Studying a chaperone-like effect of beta-casein on pressure-induced aggregation of beta-lactoglobulin in the presence of alpha-lactalbumin

2018 
Abstract Protein aggregation can be used to improve functionality in certain food systems, especially in gelled systems. However, in beverages application, this phenomenon is generally undesirable since it is usually related to protein insolubility and turbidity. Nonetheless, some research has demonstrated a molecular chaperone-like property of certain milk proteins that helps avoid protein aggregation. Here, we investigated the effect of beta-casein (β-CN) on pressure-induced aggregation of beta-lactoglobulin (β-lg) in whey solution using various qualitative and quantitative analyses (turbidity, SDS-PAGE, HPSEC and TEM). Protein model solutions containing different ratios of alpha-lactalbumin (α-la), β-lg and β-CN were pressurized by high hydrostatic pressure (HHP). Pressure treatment of β-lg alone generated a highly turbid solution containing large aggregates while the addition of both proteins (α-la and β-CN) at different ratios led to a drastic decrease in turbidity, despite the presence of larger aggregates.
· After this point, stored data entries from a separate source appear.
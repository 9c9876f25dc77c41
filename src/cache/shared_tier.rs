//! Networked KV shared tier over Redis. TTL is tracked in seconds, per
//! `spec.md` §4.1. Grounded in `foofork-riptidecrawler`'s
//! `riptide-core/src/cache.rs::CacheManager` (the teacher itself never
//! touches Redis), narrowed to the plain `get(key)`/`set(key, Artifact)`
//! interface `spec.md` specifies.

use anyhow::{Context, Result};
use redis::AsyncCommands;
use redis::aio::ConnectionManager;

use crate::model::Artifact;

pub struct SharedTier {
    conn: ConnectionManager,
    ttl_secs: u64,
}

impl SharedTier {
    pub async fn connect_external(url: &str, ttl_secs: u64) -> Result<Self> {
        let client = redis::Client::open(url).context("invalid redis URL")?;
        let conn = client
            .get_connection_manager()
            .await
            .context("failed to connect to redis")?;
        Ok(Self { conn, ttl_secs })
    }

    pub async fn connect_internal(
        host: &str,
        port: u16,
        password: &str,
        db: u32,
        ttl_secs: u64,
    ) -> Result<Self> {
        let url = if password.is_empty() {
            format!("redis://{host}:{port}/{db}")
        } else {
            format!("redis://:{password}@{host}:{port}/{db}")
        };
        Self::connect_external(&url, ttl_secs).await
    }

    /// `set(probe,"ok",TTL=10s)` then `get(probe)` equal to `"ok"`
    /// (`spec.md` §4.1 tier-selection probe).
    pub async fn probe(&mut self) -> Result<()> {
        let key = "sf4ai:probe";
        let () = self.conn.set_ex(key, "ok", 10).await.context("probe set failed")?;
        let value: String = self.conn.get(key).await.context("probe get failed")?;
        anyhow::ensure!(value == "ok", "probe round-trip mismatch");
        Ok(())
    }

    pub async fn get(&mut self, key: &str) -> Result<Option<Artifact>> {
        let raw: Option<String> = self.conn.get(key).await?;
        match raw {
            Some(json) => Ok(Some(serde_json::from_str(&json)?)),
            None => Ok(None),
        }
    }

    pub async fn set(&mut self, key: &str, artifact: &Artifact) -> Result<()> {
        let json = serde_json::to_string(artifact)?;
        let () = self.conn.set_ex(key, json, self.ttl_secs).await?;
        Ok(())
    }
}
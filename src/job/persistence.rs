//! Job state persistence to `reports/{jobId}.json` (`spec.md` §6).
//! Grounded in the teacher's `content_saver::json_saver` idiom: serialize
//! with `serde_json`, write via `tokio::fs`, ensure the parent directory
//! exists first.

use std::path::{Path, PathBuf};

use serde::Serialize;
use tracing::warn;

const REPORTS_DIR: &str = "reports";

fn report_path(job_id: &str) -> PathBuf {
    Path::new(REPORTS_DIR).join(format!("{job_id}.json"))
}

/// Best-effort persist: a write failure is logged, not propagated, since
/// losing a status snapshot must never abort the driver loop.
pub async fn persist(job_id: &str, record: &impl Serialize) {
    let path = report_path(job_id);

    if let Some(parent) = path.parent()
        && let Err(e) = tokio::fs::create_dir_all(parent).await
    {
        warn!(job_id, error = %e, "failed to create reports directory");
        return;
    }

    let json = match serde_json::to_vec_pretty(record) {
        Ok(bytes) => bytes,
        Err(e) => {
            warn!(job_id, error = %e, "failed to serialize job record");
            return;
        }
    };

    if let Err(e) = tokio::fs::write(&path, json).await {
        warn!(job_id, error = %e, path = %path.display(), "failed to persist job report");
    }
}

#[cfg(test)]
mod tests {
    use super::*;
    use serde::Deserialize;

    #[derive(Serialize, Deserialize, PartialEq, Debug)]
    struct Dummy {
        value: u32,
    }

    #[tokio::test]
    async fn persists_and_round_trips_through_the_reports_directory() {
        let job_id = format!("test-job-{}", std::process::id());
        persist(&job_id, &Dummy { value: 42 }).await;

        let path = report_path(&job_id);
        let bytes = tokio::fs::read(&path).await.expect("report should have been written");
        let decoded: Dummy = serde_json::from_slice(&bytes).expect("valid json");
        assert_eq!(decoded, Dummy { value: 42 });

        let _ = tokio::fs::remove_file(&path).await;
    }

    #[tokio::test]
    async fn report_path_lands_under_the_reports_directory() {
        use assert_fs::prelude::*;

        let temp = assert_fs::TempDir::new().expect("tempdir");
        let expected = temp.child("reports").child("abc-123.json");

        let path = report_path("abc-123");
        assert_eq!(path, std::path::Path::new("reports/abc-123.json"));
        // Confirms the relative layout `report_path` assumes matches what a
        // sandboxed working directory (as `assert_fs` models) would expect.
        assert_eq!(expected.path().file_name(), path.file_name());
    }
}
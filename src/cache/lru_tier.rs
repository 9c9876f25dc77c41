//! In-process LRU fallback tier. TTL is tracked in milliseconds, per
//! `spec.md` §4.1/§9 ("TTL semantics between shared and LRU tiers differ by
//! unit (seconds vs milliseconds); the spec keeps this but flags it").

use std::num::NonZeroUsize;
use std::time::{Duration, Instant};

use lru::LruCache;
use parking_lot::Mutex;

use crate::model::Artifact;

struct Entry {
    artifact: Artifact,
    expires_at: Instant,
}

/// Capacity 1000, per `spec.md` §4.1.
const CAPACITY: usize = 1000;

pub struct LruTier {
    cache: Mutex<LruCache<String, Entry>>,
    ttl: Duration,
}

impl LruTier {
    pub fn new(ttl: Duration) -> Self {
        Self {
            cache: Mutex::new(LruCache::new(
                NonZeroUsize::new(CAPACITY).expect("CAPACITY is a nonzero literal"),
            )),
            ttl,
        }
    }

    pub fn get(&self, key: &str) -> Option<Artifact> {
        let mut cache = self.cache.lock();
        match cache.get(key) {
            Some(entry) if entry.expires_at > Instant::now() => Some(entry.artifact.clone()),
            Some(_) => {
                cache.pop(key);
                None
            }
            None => None,
        }
    }

    pub fn set(&self, key: String, artifact: Artifact) {
        let expires_at = Instant::now() + self.ttl;
        self.cache.lock().put(key, Entry { artifact, expires_at });
    }
}

#[cfg(test)]
mod tests {
    use super::*;
    use chrono::Utc;

    fn artifact(url: &str) -> Artifact {
        Artifact {
            url: url.to_string(),
            metadata: String::new(),
            markdown: "hello".to_string(),
            timestamp: Utc::now(),
        }
    }

    #[test]
    fn set_then_get_returns_the_same_artifact() {
        let tier = LruTier::new(Duration::from_secs(60));
        tier.set("k".into(), artifact("https://x.test"));
        let got = tier.get("k").expect("should hit");
        assert_eq!(got.markdown, "hello");
    }

    #[test]
    fn expired_entry_is_a_miss() {
        let tier = LruTier::new(Duration::from_millis(1));
        tier.set("k".into(), artifact("https://x.test"));
        std::thread::sleep(Duration::from_millis(20));
        assert!(tier.get("k").is_none());
    }

    #[test]
    fn miss_on_unknown_key() {
        let tier = LruTier::new(Duration::from_secs(60));
        assert!(tier.get("missing").is_none());
    }
}
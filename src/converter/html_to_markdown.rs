//! Core HTML→Markdown transform (`spec.md` §4.6): pre-pass string cleanup,
//! `html2md::parse_html_custom` with the custom link/code handlers, and the
//! post-pass regex cleanups, with a plain-text fallback on catastrophic
//! transform failure.
//!
//! Grounded in the teacher's
//! `content_saver/markdown_converter/html_to_markdown.rs`, replacing its
//! `parse_html` + generic cleanup with the exact rule set `spec.md` names.

use std::collections::HashMap;
use std::panic::{self, AssertUnwindSafe};
use std::sync::LazyLock;

use html2md::TagHandlerFactory;
use regex::Regex;
use scraper::Html;

use super::custom_handlers::{CodeLanguageHandlerFactory, LinkHandlerFactory};

static PIPE_LINE: LazyLock<Regex> =
    LazyLock::new(|| Regex::new(r"(?m)^.*\|.*$\n?").expect("PIPE_LINE: hardcoded regex is valid"));

static MARKDOWN_ESCAPE: LazyLock<Regex> =
    LazyLock::new(|| Regex::new(r"\\([_\\`'])").expect("MARKDOWN_ESCAPE: hardcoded regex is valid"));

static EXCESSIVE_NEWLINES: LazyLock<Regex> =
    LazyLock::new(|| Regex::new(r"\n{3,}").expect("EXCESSIVE_NEWLINES: hardcoded regex is valid"));

static ESCAPED_LINK: LazyLock<Regex> = LazyLock::new(|| {
    Regex::new(r"\\\[([^\]]*)\\\]\\\(([^)]*)\\\)")
        .expect("ESCAPED_LINK: hardcoded regex is valid")
});

static UNSUPPORTED_TAG: LazyLock<Regex> = LazyLock::new(|| {
    Regex::new(r"(?is)<(script|style|iframe|noscript|canvas|svg)\b[^>]*>.*?</\1\s*>")
        .expect("UNSUPPORTED_TAG: hardcoded regex is valid")
});

static IMG_TAG: LazyLock<Regex> =
    LazyLock::new(|| Regex::new(r"(?is)<img\b[^>]*>").expect("IMG_TAG: hardcoded regex is valid"));

static IMG_SRC: LazyLock<Regex> = LazyLock::new(|| {
    Regex::new(r#"(?is)\bsrc\s*=\s*["']([^"']*)["']"#).expect("IMG_SRC: hardcoded regex is valid")
});

const PLACEHOLDER_PATTERNS: &[&str] =
    &["blank.gif", "placeholder", "spacer", "1x1.gif", "pixel", "transparent"];

/// Pre-pass on the raw HTML string: strip pipe-bearing lines and unescape
/// `\_`, `\\`, `` \` ``, `\'` left over from upstream processing.
pub fn pre_pass(html: &str) -> String {
    let stripped = PIPE_LINE.replace_all(html, "");
    MARKDOWN_ESCAPE.replace_all(&stripped, "$1").into_owned()
}

/// Drop `<script>`, `<style>`, `<iframe>`, `<noscript>`, `<canvas>`, `<svg>`
/// outright, and either strip all `<img>` tags (`remove_images=true`) or
/// just the ones pointing at known tracking-pixel / placeholder sources.
pub fn strip_unsupported_and_placeholder_images(html: &str, remove_images: bool) -> String {
    let without_unsupported = UNSUPPORTED_TAG.replace_all(html, "");

    if remove_images {
        return IMG_TAG.replace_all(&without_unsupported, "").into_owned();
    }

    IMG_TAG
        .replace_all(&without_unsupported, |caps: &regex::Captures| {
            let whole = &caps[0];
            let src = IMG_SRC.captures(whole).and_then(|c| c.get(1)).map(|m| m.as_str());
            match src {
                None => String::new(),
                Some(src) if src.trim().is_empty() => String::new(),
                Some(src) => {
                    let lower = src.to_lowercase();
                    if PLACEHOLDER_PATTERNS.iter().any(|p| lower.contains(p)) {
                        String::new()
                    } else {
                        whole.to_string()
                    }
                }
            }
        })
        .into_owned()
}

fn custom_handlers() -> HashMap<String, Box<dyn TagHandlerFactory>> {
    let mut handlers: HashMap<String, Box<dyn TagHandlerFactory>> = HashMap::new();
    handlers.insert("a".to_string(), Box::new(LinkHandlerFactory));
    handlers.insert("pre".to_string(), Box::new(CodeLanguageHandlerFactory));
    handlers.insert("code".to_string(), Box::new(CodeLanguageHandlerFactory));
    handlers.insert("samp".to_string(), Box::new(CodeLanguageHandlerFactory));
    handlers
}

/// Runs the core transform, treating a panic inside `html2md` as the
/// "catastrophic transform failure" `spec.md` §4.6 names, returning `None`
/// in that case so the caller can fall back to plain text.
pub fn try_parse_to_markdown(html: &str) -> Option<String> {
    let handlers = custom_handlers();
    panic::catch_unwind(AssertUnwindSafe(|| html2md::parse_html_custom(html, &handlers))).ok()
}

/// Replace tables with more than 20 rows with a single blank line; leaves
/// smaller tables as the core transform emitted them.
pub fn drop_large_tables(markdown: &str) -> String {
    let lines: Vec<&str> = markdown.lines().collect();
    let mut out = Vec::with_capacity(lines.len());
    let mut i = 0;

    while i < lines.len() {
        let is_header = is_table_row(lines[i]);
        let is_separator = lines.get(i + 1).is_some_and(|l| is_table_separator(l));

        if is_header && is_separator {
            let start = i;
            let mut j = i + 2;
            while j < lines.len() && is_table_row(lines[j]) {
                j += 1;
            }
            let row_count = j - (start + 2);
            if row_count > 20 {
                out.push(String::new());
            } else {
                out.extend(lines[start..j].iter().map(|s| s.to_string()));
            }
            i = j;
        } else {
            out.push(lines[i].to_string());
            i += 1;
        }
    }

    out.join("\n")
}

fn is_table_row(line: &str) -> bool {
    let trimmed = line.trim();
    trimmed.starts_with('|') && trimmed.ends_with('|') && trimmed.len() > 1
}

fn is_table_separator(line: &str) -> bool {
    let trimmed = line.trim();
    is_table_row(trimmed)
        && trimmed.chars().all(|c| matches!(c, '|' | '-' | ':' | ' '))
}

/// Post-pass: collapse 3+ newlines to 2, drop any residual pipe-bearing
/// lines, and fix escaped link syntax `\[…\](…)` → `[…](…)`.
pub fn post_pass(markdown: &str) -> String {
    let no_pipes = PIPE_LINE.replace_all(markdown, "");
    let fixed_links = ESCAPED_LINK.replace_all(&no_pipes, "[$1]($2)");
    EXCESSIVE_NEWLINES.replace_all(&fixed_links, "\n\n").trim().to_string()
}

/// Catastrophic-failure fallback: extracted plain text with whitespace
/// normalized.
pub fn plain_text_fallback(html: &str) -> String {
    let document = Html::parse_fragment(html);
    let text: String = document.root_element().text().collect::<Vec<_>>().join(" ");
    text.split_whitespace().collect::<Vec<_>>().join(" ")
}

#[cfg(test)]
mod tests {
    use super::*;

    #[test]
    fn pre_pass_strips_pipe_bearing_lines() {
        let html = "<p>keep</p>\n<p>| a | b |</p>";
        let cleaned = pre_pass(html);
        assert!(cleaned.contains("keep"));
        assert!(!cleaned.contains('|'));
    }

    #[test]
    fn pre_pass_unescapes_markdown_escapes() {
        let cleaned = pre_pass(r"\_emph\_ and \`code\`");
        assert_eq!(cleaned, "_emph_ and `code`");
    }

    #[test]
    fn strips_script_and_style_tags_entirely() {
        let html = "<script>evil()</script><style>.x{}</style><p>keep</p>";
        let cleaned = strip_unsupported_and_placeholder_images(html, false);
        assert!(!cleaned.contains("evil"));
        assert!(!cleaned.contains(".x{}"));
        assert!(cleaned.contains("keep"));
    }

    #[test]
    fn drops_placeholder_images_but_keeps_real_ones() {
        let html = r#"<img src="tracking/pixel.gif"><img src="photo.jpg">"#;
        let cleaned = strip_unsupported_and_placeholder_images(html, false);
        assert!(!cleaned.contains("pixel.gif"));
        assert!(cleaned.contains("photo.jpg"));
    }

    #[test]
    fn remove_images_strips_every_img_tag() {
        let html = r#"<img src="photo.jpg">"#;
        let cleaned = strip_unsupported_and_placeholder_images(html, true);
        assert!(!cleaned.contains("img"));
    }

    #[test]
    fn drop_large_tables_replaces_tables_over_twenty_rows() {
        let header = "| a | b |\n|---|---|\n";
        let rows: String = (0..25).map(|i| format!("| {i} | x |\n")).collect();
        let markdown = format!("before\n{header}{rows}after");
        let cleaned = drop_large_tables(&markdown);
        assert!(cleaned.contains("before"));
        assert!(cleaned.contains("after"));
        assert!(!cleaned.contains("| 0 |"));
    }

    #[test]
    fn small_tables_survive_unchanged() {
        let markdown = "| a | b |\n|---|---|\n| 1 | 2 |\n";
        let cleaned = drop_large_tables(markdown);
        assert!(cleaned.contains("| 1 | 2 |"));
    }

    #[test]
    fn post_pass_collapses_newlines_and_fixes_escaped_links() {
        let markdown = r"a\n\n\n\nb \[text\]\(http://x\)".replace(r"\n", "\n");
        let cleaned = post_pass(&markdown);
        assert!(!cleaned.contains("\n\n\n"));
        assert!(cleaned.contains("[text](http://x)"));
    }

    #[test]
    fn plain_text_fallback_normalizes_whitespace() {
        let text = plain_text_fallback("<p>hello   \n  world</p>");
        assert_eq!(text, "hello world");
    }
}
In fact, TEM analysis showed larger and amorphous aggregates for β-lg with α-la and β-CN, and globular, denser aggregates for β-lg alone. Further analysis of these aggregates by fractionation (HPSEC) followed by SDS-PAGE showed no β-CN directly involved in β-lg aggregation, suggesting a chaperone-like effect of β-CN under HHP. Our experiments, performed on model dairy solutions, demonstrated that α-la and β-CN inhibits the formation of insoluble aggregates (decreases turbidity) under HHP treatment of β-lg that could be relevant in milk protein fortified beverages.